● Supplied data
-- Opening Marker --

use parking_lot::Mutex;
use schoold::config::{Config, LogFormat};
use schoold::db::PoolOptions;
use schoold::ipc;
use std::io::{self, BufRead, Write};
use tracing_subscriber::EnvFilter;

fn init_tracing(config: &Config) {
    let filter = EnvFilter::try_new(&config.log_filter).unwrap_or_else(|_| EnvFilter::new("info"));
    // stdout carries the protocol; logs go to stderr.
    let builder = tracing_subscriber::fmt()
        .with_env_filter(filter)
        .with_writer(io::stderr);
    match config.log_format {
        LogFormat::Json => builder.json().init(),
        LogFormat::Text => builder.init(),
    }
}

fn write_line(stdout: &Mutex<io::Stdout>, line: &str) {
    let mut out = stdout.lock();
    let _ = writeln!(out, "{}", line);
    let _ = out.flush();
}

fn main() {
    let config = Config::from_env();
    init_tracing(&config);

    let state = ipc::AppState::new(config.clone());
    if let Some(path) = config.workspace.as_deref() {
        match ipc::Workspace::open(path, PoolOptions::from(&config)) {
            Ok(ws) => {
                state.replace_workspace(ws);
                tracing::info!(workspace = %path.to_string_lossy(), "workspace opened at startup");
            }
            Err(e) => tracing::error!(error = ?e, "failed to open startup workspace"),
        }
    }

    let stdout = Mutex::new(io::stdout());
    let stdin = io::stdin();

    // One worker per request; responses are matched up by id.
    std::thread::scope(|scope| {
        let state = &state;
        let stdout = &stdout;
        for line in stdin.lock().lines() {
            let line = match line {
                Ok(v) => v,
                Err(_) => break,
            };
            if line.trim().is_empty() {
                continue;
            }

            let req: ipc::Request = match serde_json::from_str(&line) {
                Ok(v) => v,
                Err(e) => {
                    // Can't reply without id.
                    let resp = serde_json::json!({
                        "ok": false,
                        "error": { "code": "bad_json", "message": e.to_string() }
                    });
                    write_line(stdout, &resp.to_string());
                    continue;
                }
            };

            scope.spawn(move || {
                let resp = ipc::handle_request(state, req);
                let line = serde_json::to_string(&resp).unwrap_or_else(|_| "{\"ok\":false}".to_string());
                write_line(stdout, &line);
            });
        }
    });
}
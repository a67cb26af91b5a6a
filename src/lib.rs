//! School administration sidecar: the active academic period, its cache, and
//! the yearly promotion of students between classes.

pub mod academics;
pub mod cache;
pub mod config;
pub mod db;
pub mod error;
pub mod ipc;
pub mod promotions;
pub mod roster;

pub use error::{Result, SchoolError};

-- Closing Marker --

● Exercise brief
The answer consists of the lines above that include the word "stdin", each copied exactly.

● Output for this task
    let stdin = io::stdin();
        for line in stdin.lock().lines() {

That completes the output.